What this task involves - Output nothing but the line containing "slot.born.insert(object, born);" and the lines after it through the end of the material below, each reproduced exactly.
========
//! The application root.
//!
//! [`App`] owns the host and the singleton [`Registry`] side by side, and is the one place where
//! objects get their initialization hook delivered. Spawning through the app guarantees the
//! dispatch contract the registry relies on: one `awake` per object, in spawn order, never
//! reentrant.
//!
//! # Example
//!
//! ```ignore
//! use rusty_singletons::{App, Component, Scene, Singleton, State};
//!
//! #[derive(Component, Singleton, Default)]
//! #[singleton(persistent)]
//! struct AudioManager {
//!     volume: f32,
//! }
//!
//! let mut app = App::new(Scene::new("Menu").with_state(State::Running));
//! let audio = app.instance::<AudioManager>();
//! app.load_scene("Level 1");
//! assert_eq!(app.try_instance::<AudioManager>(), Some(audio));
//! ```

use log::debug;

use crate::{
    component::Component,
    host::{Handle, Host, HostError, ObjectId},
    scene::Scene,
    singleton::{Registry, Singleton},
};

/// A host paired with its singleton registry.
pub struct App<H: Host> {
    host: H,
    singletons: Registry,
}

impl<H: Host> App<H> {
    pub fn new(host: H) -> Self {
        Self {
            host,
            singletons: Registry::new(),
        }
    }

    #[inline]
    pub fn host(&self) -> &H {
        &self.host
    }

    #[inline]
    pub fn host_mut(&mut self) -> &mut H {
        &mut self.host
    }

    #[inline]
    pub fn singletons(&self) -> &Registry {
        &self.singletons
    }

    /// Create a root object carrying `value` and deliver its initialization hook.
    pub fn spawn<T: Singleton>(&mut self, name: &str, value: T) -> Handle<T> {
        let handle = self.host.create_with(name, value);
        self.singletons.awake::<T, H>(&mut self.host, handle.object());
        handle
    }

    /// Attach a singleton component to an existing object and deliver its initialization hook.
    pub fn attach<T: Singleton>(
        &mut self,
        object: ObjectId,
        value: T,
    ) -> Result<Handle<T>, HostError> {
        let handle = self.host.attach(object, value)?;
        self.singletons.awake::<T, H>(&mut self.host, object);
        Ok(handle)
    }

    /// Deliver the initialization hook for an object that already carries `T`, e.g. one that was
    /// created while the host was not running.
    pub fn awake<T: Singleton>(&mut self, object: ObjectId) {
        self.singletons.awake::<T, H>(&mut self.host, object);
    }

    /// Resolve-or-create the authoritative instance of `T`.
    pub fn instance<T: Singleton + Default>(&mut self) -> Handle<T> {
        self.singletons.instance::<T, H>(&mut self.host)
    }

    /// The authoritative instance of `T`, without creating one.
    pub fn try_instance<T: Singleton>(&self) -> Option<Handle<T>> {
        self.singletons.try_instance::<T, H>(&self.host)
    }

    pub fn has_instance<T: Singleton>(&self) -> bool {
        self.singletons.has_instance::<T, H>(&self.host)
    }

    /// Keep only the newest object carrying `T`. See [`Registry::regulate`].
    pub fn regulate<T: Singleton>(&mut self) -> Option<Handle<T>> {
        self.singletons.regulate::<T, H>(&mut self.host)
    }

    /// Get a component from the host.
    pub fn get<T: Component>(&self, handle: Handle<T>) -> Option<&T> {
        self.host.get(handle)
    }

    /// Get a component from the host mutably.
    pub fn get_mut<T: Component>(&mut self, handle: Handle<T>) -> Option<&mut T> {
        self.host.get_mut(handle)
    }

    /// Request destruction of an object.
    pub fn destroy(&mut self, object: ObjectId) {
        self.host.destroy(object);
    }
}

impl App<Scene> {
    /// Create an object under `parent` carrying `value` and deliver its initialization hook.
    pub fn spawn_child<T: Singleton>(
        &mut self,
        parent: ObjectId,
        name: &str,
        value: T,
    ) -> Result<Handle<T>, HostError> {
        let object = self.host.create_child(parent, name)?;
        self.attach(object, value)
    }

    /// Transition to another scene.
    pub fn load_scene(&mut self, name: &str) {
        debug!("loading scene {name}");
        self.host.load(name);
    }
}

#[cfg(test)]
mod tests {
    use std::time::Duration;

    use rusty_singletons_macros::{Component, Singleton};

    use super::*;
    use crate::host::State;

    #[derive(Component, Singleton, Default, Debug, PartialEq)]
    struct Hud {
        score: u32,
    }

    #[derive(Component, Singleton, Default, Debug, PartialEq)]
    #[singleton(persistent)]
    struct AudioManager {
        volume: u8,
    }

    #[derive(Component, Singleton, Default, Debug)]
    #[singleton(regulator)]
    struct MatchDirector;

    fn app() -> App<Scene> {
        App::new(Scene::new("Menu").with_state(State::Running))
    }

    #[test]
    fn spawn_claims_and_get_mut_updates() {
        // Given
        let mut app = app();
        let hud = app.spawn("Hud", Hud { score: 1 });

        // When
        app.get_mut(hud).unwrap().score = 10;

        // Then
        assert_eq!(app.try_instance::<Hud>(), Some(hud));
        let resolved = app.instance::<Hud>();
        assert_eq!(app.get(resolved), Some(&Hud { score: 10 }));
    }

    #[test]
    fn persistent_instance_follows_scene_loads() {
        // Given
        let mut app = app();
        let audio = app.instance::<AudioManager>();
        let hud = app.instance::<Hud>();

        // When
        app.load_scene("Level 1");

        // Then
        assert_eq!(app.host().name(), "Level 1");
        assert_eq!(app.try_instance::<AudioManager>(), Some(audio));
        assert!(!app.has_instance::<Hud>());
        assert_ne!(app.instance::<Hud>(), hud);
    }

    #[test]
    fn spawn_child_detaches_persistent_singletons() {
        // Given
        let mut app = app();
        let root = app.host_mut().create_object("Systems");

        // When
        let audio = app
            .spawn_child(root, "Audio", AudioManager { volume: 3 })
            .unwrap();

        // Then
        assert_eq!(app.host().parent(audio.object()), None);
        assert!(app.host().survives_transitions(audio.object()));
    }

    #[test]
    fn spawn_child_under_dead_parent_fails() {
        let mut app = app();
        let root = app.host_mut().create_object("Systems");
        app.destroy(root);

        let result = app.spawn_child(root, "Audio", AudioManager::default());

        assert_eq!(result, Err(HostError::ObjectNotFound(root)));
        assert!(!app.has_instance::<AudioManager>());
    }

    #[test]
    fn attach_runs_the_hook() {
        let mut app = app();
        let object = app.host_mut().create_object("Audio");

        let audio = app.attach(object, AudioManager::default()).unwrap();

        assert_eq!(app.try_instance::<AudioManager>(), Some(audio));
        assert!(app.attach(object, AudioManager::default()).is_err());
    }

    #[test]
    fn deferred_awake_after_host_starts() {
        // Given - objects spawned while authoring
        let mut app = App::new(Scene::new("Menu"));
        let director = app.spawn("Director", MatchDirector);
        assert!(!app.has_instance::<MatchDirector>());

        // When
        app.host_mut().set_state(State::Running);
        app.host_mut().time_mut().advance(Duration::from_millis(16));
        app.awake::<MatchDirector>(director.object());

        // Then
        assert_eq!(app.try_instance::<MatchDirector>(), Some(director));
        assert_eq!(
            app.singletons()
                .creation_time::<MatchDirector>(director.object()),
            Some(Duration::from_millis(16))
        );
    }

    #[test]
    fn regulate_through_app() {
        let mut app = App::new(Scene::new("Menu"));
        app.spawn("Director 1", MatchDirector);
        app.spawn("Director 2", MatchDirector);

        let survivor = app.regulate::<MatchDirector>();

        assert!(survivor.is_some());
        assert_eq!(app.host().find_all::<MatchDirector>().len(), 1);
        assert_eq!(app.try_instance::<MatchDirector>(), survivor);
    }
}
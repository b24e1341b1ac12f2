//! The instance slot registry.
//!
//! [`Registry`] maps each singleton type to its instance slot. It replaces per-type static state:
//! the application root owns one registry, tests create a fresh one per case, and nothing about a
//! singleton outlives the registry that tracks it.
//!
//! # Slot validity
//!
//! Slots hold plain [`ObjectId`]s. The host may destroy the object behind a slot at any time (a
//! scene load, an explicit destroy, an eviction), so every read checks the object is still alive
//! and still carries the component. A stale slot reads as empty and is cleared on the spot.
//!
//! # Lifecycle dispatch
//!
//! [`Registry::awake`] must be called once per object and singleton type, when the host
//! initializes the object, and never reentrantly. See [`crate::host`].

use std::{any::TypeId, collections::HashMap, time::Duration};

use dashmap::DashMap;
use log::{debug, trace};

use crate::{
    component::short_name,
    host::{Handle, Host, ObjectId},
    singleton::{Claim, Duplicates, Singleton},
};

/// Per-type singleton state.
#[derive(Debug, Default)]
struct Slot {
    /// The authoritative object, if any.
    current: Option<ObjectId>,

    /// Creation time of every awakened object, for policies that evict older peers.
    born: HashMap<ObjectId, Duration>,
}

/// A registry of singleton instance slots, one per singleton type.
///
/// All operations take `&self`; the registry can be shared freely within the host's thread.
#[derive(Debug, Default)]
pub struct Registry {
    slots: DashMap<TypeId, Slot>,
}

impl Registry {
    #[inline]
    pub fn new() -> Self {
        Self::default()
    }

    /// Resolve the authoritative instance of `T`, creating one if needed.
    ///
    /// 1. If the slot holds a live instance, return it.
    /// 2. Otherwise, if any object in the host carries `T`, store and return it.
    /// 3. Otherwise, create a new object named `Auto-Generated Singleton: <T>` with
    ///    `T::default()` attached, run its initialization hook, store and return it.
    ///
    /// Repeated calls return the same handle until the object is destroyed.
    pub fn instance<T: Singleton + Default, H: Host>(&self, host: &mut H) -> Handle<T> {
        if let Some(handle) = self.try_instance::<T, H>(host) {
            return handle;
        }

        if let Some(found) = host.find_any::<T>() {
            debug!(
                "{} resolved to existing object {}",
                short_name::<T>(),
                found.object()
            );
            self.store::<T>(found.object());
            return found;
        }

        let name = format!("Auto-Generated Singleton: {}", short_name::<T>());
        let handle = host.create_with(&name, T::default());
        if T::POLICY.hide_auto_created {
            host.dont_save(handle.object());
        }
        debug!("created {name} ({})", handle.object());

        self.awake::<T, H>(host, handle.object());
        self.store::<T>(handle.object());
        handle
    }

    /// Get the authoritative instance of `T` without creating one.
    pub fn try_instance<T: Singleton, H: Host>(&self, host: &H) -> Option<Handle<T>> {
        let key = TypeId::of::<T>();
        let current = self.slots.get(&key)?.current?;
        let handle = Handle::new(current);
        if host.get::<T>(handle).is_some() {
            return Some(handle);
        }

        trace!(
            "{} slot held destroyed object {current}, clearing",
            short_name::<T>()
        );
        if let Some(mut slot) = self.slots.get_mut(&key)
            && slot.current == Some(current)
        {
            slot.current = None;
        }
        None
    }

    /// Whether `T` currently has a live authoritative instance. Never creates one.
    #[inline]
    pub fn has_instance<T: Singleton, H: Host>(&self, host: &H) -> bool {
        self.try_instance::<T, H>(host).is_some()
    }

    /// The initialization hook for an object carrying `T`.
    ///
    /// Does nothing unless the host is running and the object carries `T`. Otherwise runs the
    /// steps enabled by `T::POLICY`, in order:
    ///
    /// 1. first-wins claim: if another live object holds the slot, handle this object as a
    ///    duplicate and stop,
    /// 2. detach from the parent, if the component asks for it,
    /// 3. mark the object to survive scene transitions,
    /// 4. record the creation time and destroy every strictly older peer,
    /// 5. claim the slot (always for overwrite, only when vacant otherwise).
    pub fn awake<T: Singleton, H: Host>(&self, host: &mut H, object: ObjectId) {
        let name = short_name::<T>();
        if !host.is_running() {
            trace!("skipping {name} awake for {object}: host not running");
            return;
        }

        let handle = Handle::<T>::new(object);
        let Some(component) = host.get(handle) else {
            debug!("skipping {name} awake: {object} does not carry it");
            return;
        };
        let unparent = component.auto_unparent_on_awake();
        let policy = T::POLICY;

        if policy.claim == Claim::FirstWins
            && let Some(current) = self.try_instance::<T, H>(host)
            && current != handle
        {
            match policy.duplicates {
                Duplicates::Ignore => {
                    let holder = current.object();
                    debug!("{name} duplicate {object} ignored, {holder} keeps the slot");
                }
                Duplicates::Destroy => {
                    let holder = current.object();
                    debug!("{name} duplicate {object} destroyed, {holder} keeps the slot");
                    host.destroy(object);
                }
            }
            return;
        }

        if policy.detach_on_claim && unparent {
            host.detach_from_parent(object);
        }
        if policy.survive_transitions {
            host.survive_transitions(object);
        }
        if policy.evict_older {
            self.evict_older::<T, H>(host, object);
        }

        let claim = match policy.claim {
            Claim::Overwrite => true,
            Claim::FirstWins | Claim::IfVacant => self.try_instance::<T, H>(host).is_none(),
        };
        if claim {
            debug!("{name} slot claimed by {object}");
            self.store::<T>(object);
        }
    }

    /// Keep only the newest object carrying `T` and make it the authoritative instance.
    ///
    /// Unlike the per-object eviction in [`awake`](Self::awake), this is a single global pass: it
    /// does not rely on every peer having been initialized. Objects that never ran their hook
    /// count as the oldest. Ties prefer the current slot holder.
    pub fn regulate<T: Singleton, H: Host>(&self, host: &mut H) -> Option<Handle<T>> {
        let peers = host.find_all::<T>();
        if peers.is_empty() {
            self.forget::<T>();
            return None;
        }

        let survivor = {
            let slot = self.slots.entry(TypeId::of::<T>()).or_default();
            peers.iter().copied().max_by_key(|peer| {
                (
                    slot.born.get(&peer.object()).copied(),
                    slot.current == Some(peer.object()),
                )
            })?
        };

        for peer in peers.into_iter().filter(|peer| *peer != survivor) {
            debug!(
                "{} regulated: destroying {}",
                short_name::<T>(),
                peer.object()
            );
            host.destroy(peer.object());
        }

        let mut slot = self.slots.entry(TypeId::of::<T>()).or_default();
        slot.born.retain(|tracked, _| host.is_alive(*tracked));
        slot.current = Some(survivor.object());
        Some(survivor)
    }

    /// The recorded creation time of an object, for policies that evict older peers.
    pub fn creation_time<T: Singleton>(&self, object: ObjectId) -> Option<Duration> {
        self.slots
            .get(&TypeId::of::<T>())?
            .born
            .get(&object)
            .copied()
    }

    /// Drop everything tracked for `T`, returning the object that held the slot.
    pub fn forget<T: Singleton>(&self) -> Option<ObjectId> {
        self.slots
            .remove(&TypeId::of::<T>())
            .and_then(|(_, slot)| slot.current)
    }

    /// Drop everything tracked for every type.
    pub fn reset(&self) {
        self.slots.clear();
    }

    /// Number of claimed slots. Slots are not validated against a host here.
    pub fn len(&self) -> usize {
        self.slots
            .iter()
            .filter(|slot| slot.current.is_some())
            .count()
    }

    pub fn is_empty(&self) -> bool {
        self.len() == 0
    }

    fn store<T: Singleton>(&self, object: ObjectId) {
        self.slots.entry(TypeId::of::<T>()).or_default().current = Some(object);
    }

    /// Record `object`'s creation time and destroy every peer created strictly earlier. Peers
    /// without a recorded time never ran their hook and count as older.
    fn evict_older<T: Singleton, H: Host>(&self, host: &mut H, object: ObjectId) {
        let born = host.now();
        let peers = host.find_all::<T>();

        let doomed: Vec<ObjectId> = {
            let mut slot = self.slots.entry(TypeId::of::<T>()).or_default();
            slot.born.retain(|tracked, _| host.is_alive(*tracked));
            slot.born.insert(object, born);
            peers
                .iter()
                .map(Handle::object)
                .filter(|peer| *peer != object)
                .filter(|peer| slot.born.get(peer).is_none_or(|theirs| *theirs < born))
                .collect()
        };

        for peer in doomed {
            debug!("{} evicting older object {peer}", short_name::<T>());
            host.destroy(peer);
        }

        if let Some(mut slot) = self.slots.get_mut(&TypeId::of::<T>()) {
            slot.born.retain(|tracked, _| host.is_alive(*tracked));
        }
    }
}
========
Expected output -
            slot.born.insert(object, born);
            peers
                .iter()
                .map(Handle::object)
                .filter(|peer| *peer != object)
                .filter(|peer| slot.born.get(peer).is_none_or(|theirs| *theirs < born))
                .collect()
        };

        for peer in doomed {
            debug!("{} evicting older object {peer}", short_name::<T>());
            host.destroy(peer);
        }

        if let Some(mut slot) = self.slots.get_mut(&TypeId::of::<T>()) {
            slot.born.retain(|tracked, _| host.is_alive(*tracked));
        }
    }
}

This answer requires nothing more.